▶ _DATA FOR THE TASK_

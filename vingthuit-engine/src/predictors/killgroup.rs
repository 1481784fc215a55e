use std::fmt;

use vingthuit_db::models::{Combo, DrawRecord, Magnitude, Parity};

use super::AxisLabel;

/// Pronostic de la règle "groupe à éliminer" : un axe principal, une
/// combinaison recommandée et le groupe à écarter (opposé sur les deux axes).
#[derive(Debug, Clone, Copy, PartialEq, Eq)]
pub struct KillGroupForecast {
    pub primary: AxisLabel,
    pub combo: Combo,
    pub kill: Combo,
}

impl fmt::Display for KillGroupForecast {
    fn fmt(&self, f: &mut fmt::Formatter<'_>) -> fmt::Result {
        write!(f, "{} + {}", self.primary, self.combo)
    }
}

/// Algorithme d'origine, sensible à l'ordre des branches — ne pas
/// simplifier. La branche paire mélange les deux axes (elle peut renvoyer
/// `low`) : comportement source conservé à l'identique.
pub fn forecast(prev: &DrawRecord) -> Option<KillGroupForecast> {
    if !prev.has_codes() {
        return None;
    }
    let (c1, c2, c3) = (
        prev.codes[0] as u16,
        prev.codes[1] as u16,
        prev.codes[2] as u16,
    );
    let s12 = c1 + c2;
    let s23 = c2 + c3;

    let primary = if s12 % 2 == 1 {
        if s12 <= 9 {
            AxisLabel::Parity(Parity::Even)
        } else {
            AxisLabel::Parity(Parity::Odd)
        }
    } else if s12 <= 4 {
        AxisLabel::Parity(Parity::Even)
    } else if s12 <= 8 {
        AxisLabel::Magnitude(Magnitude::Low)
    } else {
        AxisLabel::Parity(Parity::Odd)
    };

    let combo_magnitude = if s23 <= 13 {
        Magnitude::High
    } else {
        Magnitude::Low
    };
    let combo_parity = match primary {
        AxisLabel::Parity(p) => p.opposite(),
        AxisLabel::Magnitude(Magnitude::High) => Parity::Odd,
        AxisLabel::Magnitude(Magnitude::Low) => Parity::Even,
    };
    let combo = Combo::new(combo_magnitude, combo_parity);

    let kill = match primary {
        AxisLabel::Magnitude(m) => Combo::new(m.opposite(), combo.parity.opposite()),
        AxisLabel::Parity(p) => Combo::new(combo.magnitude.opposite(), p.opposite()),
    };

    Some(KillGroupForecast {
        primary,
        combo,
        kill,
    })
}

▶ _AIM OF THE TASK_
From the line containing "let kill = match" to the last line of the listing, write everything out exactly. Nothing outside that stretch belongs.

▶ _ANSWER TO THE EXERCISE_
    let kill = match primary {
        AxisLabel::Magnitude(m) => Combo::new(m.opposite(), combo.parity.opposite()),
        AxisLabel::Parity(p) => Combo::new(combo.magnitude.opposite(), p.opposite()),
    };

    Some(KillGroupForecast {
        primary,
        combo,
        kill,
    })
}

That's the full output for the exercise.